Spotify 10 yrs

How did we survive before Spotify..?

It’s hard to believe, but Spotify celebrates its tenth birthday in October 2018. Over these ten years, founder Daniel Ek has turned the music world upside down with his streaming service. With Spotify and other streaming services, music recordings are no longer tied down to physical storage media such as CDs, vinyl records or local hard drives for mp3s. For listeners, this means plenty of choice anytime, anywhere.

As groundbreaking as the innovations are, the Spotify era is only a short period in the long history of reproducible or recorded music. So we are taking a moment to look back on old and young, extinct and existing, forms of storage and playback.
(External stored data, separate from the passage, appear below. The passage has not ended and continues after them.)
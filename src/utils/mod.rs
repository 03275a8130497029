//! The `utils` module holds the pieces shared by every other module:
//! the crate error type and logging setup.

pub mod error;
pub mod logging;

pub use error::{Error, Result};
From the beginnings of sound recording to the breakthrough of records

1877 to today

In 1877 Thomas Edison played sound recordings from a roller for the first time. The recordings were stored on it in the form of depressions and elevations. A major disadvantage of the mechanical phonograph was that the recordings could not easily be reproduced. Decisive progress in this field came in 1888 with Emil Berliner’s records. These were initially made of hard rubber, but were quickly replaced by shellac. The standards for vinyl records as we know them today were set after the Second World War.
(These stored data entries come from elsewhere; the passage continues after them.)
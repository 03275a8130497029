//! Topic management
//!
//! A `Topic` holds the hand-off slots of the consumers currently blocked in a
//! subscribe call on that topic. Each slot is a single-capacity channel owned
//! by exactly one subscribe call; a publisher writes to it at most once and
//! never waits on it.
//!
//! Concurrency note: the slot list has its own lock, separate from the
//! registry map, and it is never held across an `.await`.

use std::sync::{Mutex, MutexGuard, PoisonError};

use chrono::{DateTime, Utc};
use tokio::sync::mpsc;
use tokio::sync::mpsc::error::TrySendError;
use uuid::Uuid;

use crate::broker::message::Payload;

pub type SubscriberId = String;

#[derive(Debug)]
struct Slot {
    id: SubscriberId,
    sender: mpsc::Sender<Payload>,
}

#[derive(Debug, Default)]
struct TopicState {
    slots: Vec<Slot>,
    favicon: Option<String>,
}

#[derive(Debug)]
pub struct Topic {
    pub name: String,
    pub created_at: DateTime<Utc>,
    state: Mutex<TopicState>,
}

impl Topic {
    /// Create a new topic with the given name and no subscribers.
    pub fn new(name: &str) -> Self {
        Self {
            name: name.to_string(),
            created_at: Utc::now(),
            state: Mutex::new(TopicState::default()),
        }
    }

    fn state(&self) -> MutexGuard<'_, TopicState> {
        self.state.lock().unwrap_or_else(PoisonError::into_inner)
    }

    /// Register a fresh single-capacity slot. The caller owns the receiver
    /// and must hand the id back to [`Topic::unregister`] when it stops waiting.
    pub fn register(&self) -> (SubscriberId, mpsc::Receiver<Payload>) {
        let (sender, receiver) = mpsc::channel(1);
        let id = format!("sub-{}", Uuid::new_v4());
        self.state().slots.push(Slot {
            id: id.clone(),
            sender,
        });
        (id, receiver)
    }

    /// Remove a slot. Unknown ids are ignored.
    pub fn unregister(&self, id: &str) {
        self.state().slots.retain(|slot| slot.id != id);
    }

    /// One non-blocking delivery pass over the registered slots.
    ///
    /// Returns the number of slots written. Full slots (already holding an
    /// earlier payload) are skipped and not counted.
    pub fn deliver(&self, payload: &Payload) -> usize {
        let state = self.state();
        let mut delivered = 0;
        for slot in &state.slots {
            match slot.sender.try_send(payload.clone()) {
                Ok(()) => delivered += 1,
                Err(TrySendError::Full(_)) => {
                    tracing::debug!(topic = %self.name, slot = %slot.id, "slot already full, skipping");
                }
                Err(TrySendError::Closed(_)) => {
                    tracing::debug!(topic = %self.name, slot = %slot.id, "slot closed, skipping");
                }
            }
        }
        delivered
    }

    /// Record display metadata. Last writer wins.
    pub fn set_favicon(&self, favicon: String) {
        self.state().favicon = Some(favicon);
    }

    pub fn favicon(&self) -> Option<String> {
        self.state().favicon.clone()
    }

    pub fn listener_count(&self) -> usize {
        self.state().slots.len()
    }
}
On the road: the 8-track cassette

1960s and 1980s

The interior of a US car.
Cassette decks for 8-track tapes have long been common, especially in US road cruisers.

Today hardly anyone recognises this cassette format. It was one of the first formats to make mobile playback devices possible. To be more precise, this sound carrier allowed for music to be played in cars. As early as the 1960s, US carmakers such as Ford began to equip luxury models with corresponding playback systems. However, the smaller and technically superior compact cassette ensured that the production of 8-track cassettes was discontinued in the 1980s. In Germany, the compact cassette was embraced much more quickly than in the USA.

The compact cassette

1960s to today

Anyone who grew up in the 80s will probably find cassette tapes rather nostalgic. The influence of magnetic tapes not only on music reproduction, but on pop culture as a whole was enormous. A number of innovations that have influenced music listening for decades and still have an effect today were closely related to the compact cassette. There was, of course, the first Walkman introduced by Sony in 1979. The boombox, or the ghettoblaster, and tape devices with recording function also belong to the popular inventions of that time. The retro charm of the cassette is probably not least the reason why even today compact cassettes are still produced – albeit in small numbers.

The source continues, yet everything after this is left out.